Episode 5 of "Reservation Dogs" Season 3, follows a young Maximus (Isaac Arellanes) and Fixico (Josiah Wesley Jones) while they are in high school, and right away it's clear that there's bad blood between them. However, nobody seems to know exactly what drove these two cousins apart. Everyone assumes they're fighting over a girl, but this isn't the case.

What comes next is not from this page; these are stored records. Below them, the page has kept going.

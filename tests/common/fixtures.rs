//! Static wire corpora used across harnesses.
//!
//! Three corpora mirror the host app's history: `CORPUS_PRIMARY` is the
//! pre-drift regular collection (numeric ids, `dateString`, coded
//! courses), `CORPUS_MALA` is the mala collection, and `CORPUS_DRIFT` is
//! post-drift material (string ids, no `dateString`, the code-less Custom
//! course, and one undocumented future course type).

use serde_json::Value;

/// Pre-drift regular log collection.
pub const CORPUS_PRIMARY: &str = r#"[
  {
    "id": 1566101,
    "date": 1618214400000,
    "dateString": "2021-04-12 08:00:00",
    "elapsed": 1800,
    "feeling": 2,
    "place": 1,
    "notes": "W1 morning sit",
    "course": {"id": 3, "name": "Joy of Living 3", "code": "JOL3", "is_mala_course": false}
  },
  {
    "id": 1566102,
    "date": 1618300800000,
    "dateString": "2021-04-13 08:00:00",
    "elapsed": 2400,
    "feeling": 3,
    "place": 1,
    "notes": "TR - FB, dropping practice",
    "course": {"id": 5, "name": "Custom", "code": "CUSTOM", "is_mala_course": false}
  },
  {
    "id": 1566103,
    "date": 1618387200000,
    "dateString": "2021-04-14 08:00:00",
    "elapsed": 1200,
    "feeling": 2,
    "place": 2,
    "notes": "Four Thoughts 1",
    "course": {"id": 7, "name": "Nectar of the Path", "code": "NECTAR_PATH", "is_mala_course": false}
  },
  {
    "id": 1566104,
    "date": 1618473600000,
    "dateString": "2021-04-15 20:30:00",
    "elapsed": 2700,
    "feeling": 4,
    "place": 1,
    "notes": "W2 evening sit",
    "course": {"id": 3, "name": "Joy of Living 3", "code": "JOL3", "is_mala_course": false}
  }
]"#;

/// Mala (repetition-count) log collection.
pub const CORPUS_MALA: &str = r#"[
  {
    "id": 1566201,
    "date": 1618560000000,
    "dateString": "2021-04-16 07:00:00",
    "elapsed": 900,
    "feeling": 2,
    "place": 1,
    "notes": "refuge accumulation",
    "course": {"id": 9, "name": "Ngondro", "code": "NGONDRO", "is_mala_course": true}
  }
]"#;

/// Post-drift regular records: string ids, no `dateString`, symbolic
/// feeling/place, the code-less Custom course, and one unknown course type.
pub const CORPUS_DRIFT: &str = r#"[
  {
    "id": "623253d1",
    "date": 1647874609000,
    "elapsed": 2267,
    "feeling": "calm",
    "place": "home",
    "notes": "open awareness",
    "course": {"id": 6, "name": "Custom", "is_mala_course": false}
  },
  {
    "id": "6232566a",
    "date": 1647874999000,
    "elapsed": 600,
    "course": {"id": 11, "name": "SomeUnknownFutureType", "is_mala_course": false}
  }
]"#;

pub fn primary_value() -> Value {
    serde_json::from_str(CORPUS_PRIMARY).expect("primary corpus is valid JSON")
}

pub fn mala_value() -> Value {
    serde_json::from_str(CORPUS_MALA).expect("mala corpus is valid JSON")
}

pub fn drift_value() -> Value {
    serde_json::from_str(CORPUS_DRIFT).expect("drift corpus is valid JSON")
}

/// Primary collection with the drift records appended, as one persisted
/// value — the shape of a snapshot taken after the format change.
pub fn primary_with_drift_value() -> Value {
    let mut items = as_array(primary_value());
    items.extend(as_array(drift_value()));
    Value::Array(items)
}

/// A full persisted-state snapshot document holding both collections,
/// plus an unrelated key the reader must leave alone.
pub fn snapshot_text(primary_key: &str, mala_key: &str) -> String {
    let mut snapshot = serde_json::Map::new();
    snapshot.insert(primary_key.to_string(), primary_with_drift_value());
    snapshot.insert(mala_key.to_string(), mala_value());
    snapshot.insert("uiTheme".to_string(), Value::String("dark".to_string()));
    serde_json::to_string_pretty(&Value::Object(snapshot)).expect("snapshot fixture serializes")
}

fn as_array(value: Value) -> Vec<Value> {
    match value {
        Value::Array(items) => items,
        other => panic!("corpus fixture must be an array, got {other:?}"),
    }
}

So why do the two men hate each other? It's partly because Maximus feels like Fixico is acting holier-than-thou, now that he's earned the title of medicine man, but their rivalry also goes much deeper than that. "He's always had things," explains Maximus. "Everything has just been paved for him." Maximus is an orphan, while Fixico is lucky enough to still have both parents alive, and Maximus admits that he wouldn't mind that so much if Fixico at least appreciated all the privileges that he took for granted. Like many of the other characters in the show, Maximus longs for a simpler time, before he and Fixico grew apart. "When we were younger, we were just two sh*ta**es running around barefoot," says Maximus, and he feels like he can never go back to that. Of course, even when Fixico does make an effort to bridge the gap between them, Maximus pushes him away. It's not until Fixico is on his deathbed that the two reconcile.
Why does Cookie visit Rita?
While Rita is considering whether or not to accept her new job offer, the spirit of her friend Cookie pays her a visit. Cookie claims, "I'm just here visiting an old friend," referring to her daughter Elora. Ostensibly, her purpose is simply to use Rita to communicate with her daughter. Cookie can still watch Elora, but she needs a living person to ask the questions she always wanted to ask her daughter.
Yet that's not the only reason Cookie is there. As gratifying as it is for Cookie to catch up with her daughter, this interaction changes nothing. Elora will never know that her mother's spirit is watching, and Cookie will never get to speak to Elora directly. However, there is one way Cookie can still make a difference, and that is by helping Rita. She is here to remind Rita that life is short. "You should do something with y'all's lives while you still can," Cookie tells her. Knowing that Rita has just been offered a once-in-a-lifetime job opportunity and that she is afraid to take it because it means leaving her hometown of Okern behind, Cookie urges Rita to seize the day, since she might not get another chance like this. Cookie regrets not spending more time with her daughter, and she doesn't want Rita to die with any regrets.
Elora forgives her dad
When Elora finally meets her dad, Rick, she doesn't want to let herself get attached to him. "I'm not looking for a dad," she declares, because her community filled the hole left by her father and she doesn't even feel his absence anymore. Meanwhile, Rick wants desperately to be needed by his daughter, and he keeps inventing reasons for Elora to stay a little longer.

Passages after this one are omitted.